13/09/2019 – O Diário Oficial da União publica hoje decisão do Conselho Nacional de Política Energética (CNPE), revogando a Resolução CNPE nº 4, de 24 de novembro de 2005, que, por sua vez, estabeleceu preços diferenciados para o GLP destinado ao uso doméstico, acondicionado em recipientes de até 13 kg.

“O gás Liquefeito de Petróleo para uso doméstico e acondicionado em vasilhame de 13 kg tem elevado impacto social” – dizia, então, um dos considerandos daquela Resolução, para concluir que “seu custo de aquisição afeta a parcela da população brasileira de menor poder aquisitivo.”

Dai em adiante, a Petrobrás praticou o chamado subsídio cruzado, pelo que o preço menor dos recipientes de até 13 kg seria compensado com o preço maior dos demais tipos de recipientes de GLP.

De acordo com o CNPE, a iniciativa agora adotada “corrige distorções no mercado e incentiva a entrada de outros agentes nas etapas de produção e importação de GLP…”

Estima-se que circulam no mercado de GLP (Gás Liquefeito de Petróleo) 34,3 milhões de cilindros, entregues porta a porta, mensalmente.
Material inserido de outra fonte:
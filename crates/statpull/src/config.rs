//! Endpoint and output-directory configuration.
//!
//! Nothing here is global: a [`Config`] is built once by the caller and the
//! relevant section is handed to each connector.

use std::path::{Path, PathBuf};

use serde::{Deserialize, Serialize};

use crate::sources::iea::PageLayout;

pub const EUROSTAT_URL: &str = "https://ec.europa.eu/eurostat/api/dissemination/statistics/1.0/data/";
pub const ILO_URL: &str = "https://sdmx.ilo.org/rest/data/ILO,DF_";
pub const WORLD_BANK_URL: &str = "https://api.worldbank.org/v2/country/all/indicator/";
pub const IEA_URL: &str =
    "https://www.iea.org/data-and-statistics/data-tools/energy-statistics-data-browser";

/// Browser waits give up after this long.
pub const DEFAULT_WAIT_TIMEOUT_MS: u64 = 3_000;

const DEFAULT_HTTP_TIMEOUT_MS: u64 = 60_000;

/// Environment variable that overrides the output root.
pub const OUT_DIR_ENV: &str = "STATPULL_OUT_DIR";

/// Where a REST source lives and where its tables are written.
#[derive(Debug, Clone, PartialEq, Eq, Serialize, Deserialize)]
pub struct SourceConfig {
    pub base_url: String,
    pub out_dir: PathBuf,
}

impl SourceConfig {
    pub fn new(base_url: &str, out_dir: impl Into<PathBuf>) -> Self {
        Self {
            base_url: base_url.to_string(),
            out_dir: out_dir.into(),
        }
    }

    /// `{out_dir}/{dataset}.csv`
    pub fn output_path(&self, dataset: &str) -> PathBuf {
        self.out_dir.join(format!("{dataset}.csv"))
    }
}

/// Settings for the browser-driven IEA connector.
#[derive(Debug, Clone, Serialize, Deserialize)]
pub struct IeaConfig {
    pub url: String,
    pub out_dir: PathBuf,
    pub wait_timeout_ms: u64,
    pub headless: bool,
    pub chromium_path: Option<PathBuf>,
    pub layout: PageLayout,
}

impl IeaConfig {
    pub fn data_path(&self) -> PathBuf {
        self.out_dir.join("iea_data.csv")
    }

    /// Path of a memoized lookup list, e.g. `iea_countries.csv`.
    pub fn lookup_path(&self, name: &str) -> PathBuf {
        self.out_dir.join(format!("iea_{name}.csv"))
    }
}

impl Default for IeaConfig {
    fn default() -> Self {
        Self {
            url: IEA_URL.to_string(),
            out_dir: PathBuf::from("IEA"),
            wait_timeout_ms: DEFAULT_WAIT_TIMEOUT_MS,
            headless: true,
            chromium_path: None,
            layout: PageLayout::default(),
        }
    }
}

/// Full configuration for all connectors.
#[derive(Debug, Clone, Serialize, Deserialize)]
pub struct Config {
    pub eurostat: SourceConfig,
    pub ilo: SourceConfig,
    pub world_bank: SourceConfig,
    pub iea: IeaConfig,
    pub http_timeout_ms: u64,
}

impl Default for Config {
    fn default() -> Self {
        Self {
            eurostat: SourceConfig::new(EUROSTAT_URL, "Raw"),
            ilo: SourceConfig::new(ILO_URL, "ILO/Raw"),
            world_bank: SourceConfig::new(WORLD_BANK_URL, "World Bank/Raw"),
            iea: IeaConfig::default(),
            http_timeout_ms: DEFAULT_HTTP_TIMEOUT_MS,
        }
    }
}

impl Config {
    /// Default endpoints with every output directory placed under `root`.
    pub fn rooted_at(root: &Path) -> Self {
        let mut config = Self::default();
        for dir in [
            &mut config.eurostat.out_dir,
            &mut config.ilo.out_dir,
            &mut config.world_bank.out_dir,
            &mut config.iea.out_dir,
        ] {
            *dir = root.join(&*dir);
        }
        config
    }
}

/// Resolve the output root: explicit flag, then `STATPULL_OUT_DIR`, then `.`.
pub fn resolve_out_root(explicit: Option<&str>) -> PathBuf {
    if let Some(path) = explicit {
        return PathBuf::from(path);
    }

    if let Ok(env_path) = std::env::var(OUT_DIR_ENV) {
        if !env_path.is_empty() {
            return PathBuf::from(env_path);
        }
    }

    PathBuf::from(".")
}
//! Connectors that pull Eurostat, ILO, World Bank and IEA
//! statistics into flat tables and write them as CSV.

pub mod cache;
pub mod config;
pub mod http_client;
pub mod renderer;
pub mod sources;
pub mod table;
pub mod types;

pub use cache::ListCache;
pub use config::{resolve_out_root, Config, IeaConfig, SourceConfig};
pub use http_client::HttpClient;
pub use renderer::{RenderContext, Renderer};
pub use sources::eurostat::Eurostat;
pub use sources::iea::{Iea, IeaRequest, Lookup, PageLayout};
pub use sources::ilo::Ilo;
pub use sources::world_bank::WorldBank;
pub use table::{Cell, Table};
pub use types::*;
//! Cleaning and pivoting of the IEA results table.

use scraper::{ElementRef, Html, Selector};

use crate::table::{Cell, Table};
use crate::types::{StatError, StatResult};

/// Header of the fuel column in the long-form table.
pub const FUEL_COLUMN: &str = "fuel";

/// Columns of the long-form IEA table.
pub const COLUMNS: [&str; 5] = ["country", "year", "flow", FUEL_COLUMN, "value"];

fn selector(css: &str) -> StatResult<Selector> {
    Selector::parse(css).map_err(|e| StatError::Parse(format!("bad selector {css:?}: {e}")))
}

fn cell_texts(row: ElementRef<'_>, cells: &Selector) -> Vec<String> {
    row.select(cells)
        .map(|c| c.text().collect::<String>().trim().to_string())
        .collect()
}

/// Turn one scraped cell into a number.
///
/// All whitespace is removed first ("1 234" is 1234.0) and a blank cell
/// counts as zero.
pub fn clean_cell(text: &str) -> StatResult<f64> {
    let compact: String = text.chars().filter(|c| !c.is_whitespace()).collect();
    if compact.is_empty() {
        return Ok(0.0);
    }
    compact
        .parse::<f64>()
        .map_err(|_| StatError::Parse(format!("table cell {text:?} is not numeric")))
}

/// The results table as rendered: flows down, fuels across.
#[derive(Debug, Clone, PartialEq)]
pub struct WideTable {
    pub fuels: Vec<String>,
    pub rows: Vec<(String, Vec<f64>)>,
}

impl WideTable {
    /// Pivot to one row per flow x fuel tagged with `country` and `year`.
    pub fn to_long(&self, country: &str, year: &str) -> StatResult<Table> {
        let mut table = Table::new(COLUMNS);
        for (flow, values) in &self.rows {
            for (fuel, value) in self.fuels.iter().zip(values) {
                table.push_row(vec![
                    Cell::text(country),
                    Cell::text(year),
                    Cell::text(flow.as_str()),
                    Cell::text(fuel.as_str()),
                    Cell::Float(*value),
                ])?;
            }
        }
        Ok(table)
    }
}

/// Parse the outer HTML of the results table.
///
/// The header row names the fuels (its first cell heads the flow column).
/// The first body row holds units rather than values and is dropped.
pub fn parse_table(html: &str) -> StatResult<WideTable> {
    let doc = Html::parse_fragment(html);
    let head_rows = selector("thead tr")?;
    let body_rows = selector("tbody tr")?;
    let cells = selector("th, td")?;

    let mut body: Vec<ElementRef<'_>> = doc.select(&body_rows).collect();
    let header = match doc.select(&head_rows).next() {
        Some(row) => row,
        None if !body.is_empty() => body.remove(0),
        None => return Err(StatError::shape("results table has no rows")),
    };

    let fuels: Vec<String> = cell_texts(header, &cells).into_iter().skip(1).collect();
    if fuels.is_empty() {
        return Err(StatError::shape("results table has no fuel columns"));
    }

    let mut rows = Vec::new();
    for row in body.into_iter().skip(1) {
        let texts = cell_texts(row, &cells);
        let Some((flow, values)) = texts.split_first() else {
            continue;
        };
        let mut numbers = Vec::with_capacity(fuels.len());
        for i in 0..fuels.len() {
            numbers.push(clean_cell(values.get(i).map(String::as_str).unwrap_or(""))?);
        }
        rows.push((flow.clone(), numbers));
    }

    Ok(WideTable { fuels, rows })
}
Desses, 12 cilindros de até 13 kg são entregues por segundo no Brasil.

Conforme a ANP, a demanda total de GLP, em 2018, no Brasil, foi de 13,26 milhões de m³, queda de 1% em relação ao ano anterior, sendo 72,5% destinados ao uso residencial em vasilhames de até 13 kg. Nos últimos 10 anos (2009-2018), o consumo de GLP aumentou 9,44%, sendo que, nos últimos 5 anos (2014-2018), a demanda de GLP apresentou redução de 1,4%.
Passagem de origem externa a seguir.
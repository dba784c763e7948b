//! Request types and the error type shared by every connector.

use serde::{Deserialize, Serialize};

/// A single query parameter value.
///
/// `Many` is sent as repeated `key=value` pairs, one per element.
#[derive(Debug, Clone, PartialEq, Eq, Serialize, Deserialize)]
#[serde(untagged)]
pub enum ParamValue {
    One(String),
    Many(Vec<String>),
}

impl From<&str> for ParamValue {
    fn from(v: &str) -> Self {
        ParamValue::One(v.to_string())
    }
}

impl From<String> for ParamValue {
    fn from(v: String) -> Self {
        ParamValue::One(v)
    }
}

impl From<Vec<&str>> for ParamValue {
    fn from(v: Vec<&str>) -> Self {
        ParamValue::Many(v.into_iter().map(str::to_string).collect())
    }
}

/// Ordered query parameters passed through verbatim as the query string.
#[derive(Debug, Clone, Default, PartialEq, Eq, Serialize, Deserialize)]
pub struct QueryParams {
    entries: Vec<(String, ParamValue)>,
}

impl QueryParams {
    pub fn new() -> Self {
        Self::default()
    }

    /// Builder-style insert. A repeated key replaces the earlier value.
    pub fn with(mut self, key: &str, value: impl Into<ParamValue>) -> Self {
        self.insert(key, value);
        self
    }

    pub fn insert(&mut self, key: &str, value: impl Into<ParamValue>) {
        let value = value.into();
        match self.entries.iter_mut().find(|(k, _)| k == key) {
            Some(slot) => slot.1 = value,
            None => self.entries.push((key.to_string(), value)),
        }
    }

    /// Append a value to `key`, promoting an existing single value to a list.
    pub fn push(&mut self, key: &str, value: &str) {
        match self.entries.iter_mut().find(|(k, _)| k == key) {
            Some((_, slot)) => {
                let values = match std::mem::replace(slot, ParamValue::Many(Vec::new())) {
                    ParamValue::One(first) => vec![first, value.to_string()],
                    ParamValue::Many(mut values) => {
                        values.push(value.to_string());
                        values
                    }
                };
                *slot = ParamValue::Many(values);
            }
            None => self
                .entries
                .push((key.to_string(), ParamValue::One(value.to_string()))),
        }
    }

    pub fn get(&self, key: &str) -> Option<&ParamValue> {
        self.entries.iter().find(|(k, _)| k == key).map(|(_, v)| v)
    }

    pub fn is_empty(&self) -> bool {
        self.entries.is_empty()
    }

    /// Flatten into `(key, value)` pairs in insertion order.
    pub fn to_pairs(&self) -> Vec<(String, String)> {
        let mut pairs = Vec::new();
        for (key, value) in &self.entries {
            match value {
                ParamValue::One(v) => pairs.push((key.clone(), v.clone())),
                ParamValue::Many(vs) => {
                    pairs.extend(vs.iter().map(|v| (key.clone(), v.clone())));
                }
            }
        }
        pairs
    }
}

/// One dataset pull: which dataset, with which query, and whether to persist it.
#[derive(Debug, Clone, PartialEq, Eq)]
pub struct DatasetRequest {
    pub dataset: String,
    pub params: QueryParams,
    pub write: bool,
}

impl DatasetRequest {
    pub fn new(dataset: &str, params: QueryParams) -> Self {
        Self {
            dataset: dataset.to_string(),
            params,
            write: true,
        }
    }

    pub fn write(mut self, write: bool) -> Self {
        self.write = write;
        self
    }
}

/// Errors that can occur while pulling or reshaping a dataset.
#[derive(thiserror::Error, Debug)]
pub enum StatError {
    #[error("HTML error: {status} ({url})")]
    Lookup { status: u16, url: String },

    #[error("HTTP error: {0}")]
    Http(#[from] reqwest::Error),

    #[error("JSON error: {0}")]
    Json(#[from] serde_json::Error),

    #[error("Unexpected response shape: {0}")]
    Shape(String),

    #[error("Parse error: {0}")]
    Parse(String),

    #[error("Timed out after {timeout_ms}ms waiting for {what}")]
    Timeout { what: String, timeout_ms: u64 },

    #[error("Browser error: {0}")]
    Browser(String),

    #[error("CSV error: {0}")]
    Csv(#[from] csv::Error),

    #[error("IO error: {0}")]
    Io(#[from] std::io::Error),

    #[error("Invalid input: {0}")]
    InvalidInput(String),
}

impl StatError {
    pub(crate) fn shape(msg: impl Into<String>) -> Self {
        StatError::Shape(msg.into())
    }
}

/// Convenience result type.
pub type StatResult<T> = Result<T, StatError>;

#[cfg(test)]
mod tests {
    use super::*;

    #[test]
    fn test_push_promotes_to_list() {
        let mut params = QueryParams::new();
        params.push("geo", "DE");
        params.push("geo", "FR");
        params.push("geo", "IT");
        assert_eq!(
            params.get("geo"),
            Some(&ParamValue::Many(vec![
                "DE".to_string(),
                "FR".to_string(),
                "IT".to_string()
            ]))
        );
    }

    #[test]
    fn test_pairs_repeat_list_keys() {
        let params = QueryParams::new()
            .with("format", "JSON")
            .with("time", vec!["2018", "2019"]);
        assert_eq!(
            params.to_pairs(),
            vec![
                ("format".to_string(), "JSON".to_string()),
                ("time".to_string(), "2018".to_string()),
                ("time".to_string(), "2019".to_string()),
            ]
        );
    }

    #[test]
    fn test_insert_replaces() {
        let params = QueryParams::new().with("freq", "A").with("freq", "Q");
        assert_eq!(params.to_pairs().len(), 1);
        assert_eq!(params.get("freq"), Some(&ParamValue::One("Q".to_string())));
    }

    #[test]
    fn test_lookup_error_message() {
        let err = StatError::Lookup {
            status: 404,
            url: "https://example.com/x".to_string(),
        };
        assert_eq!(err.to_string(), "HTML error: 404 (https://example.com/x)");
    }
}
O artigo 2º da decisão do CNPE recomenda ainda “que a Agência Nacional do Petróleo, Gás Natural e Biocombustíveis – ANP – reforce as ações de monitoramento dos preços praticados pelos agentes econômicos, para fins de aplicação do disposto no art. 10 da Lei nº 9.478, de 6 de agosto de 1997, sem prejuízo de outras penalidades aplicáveis”.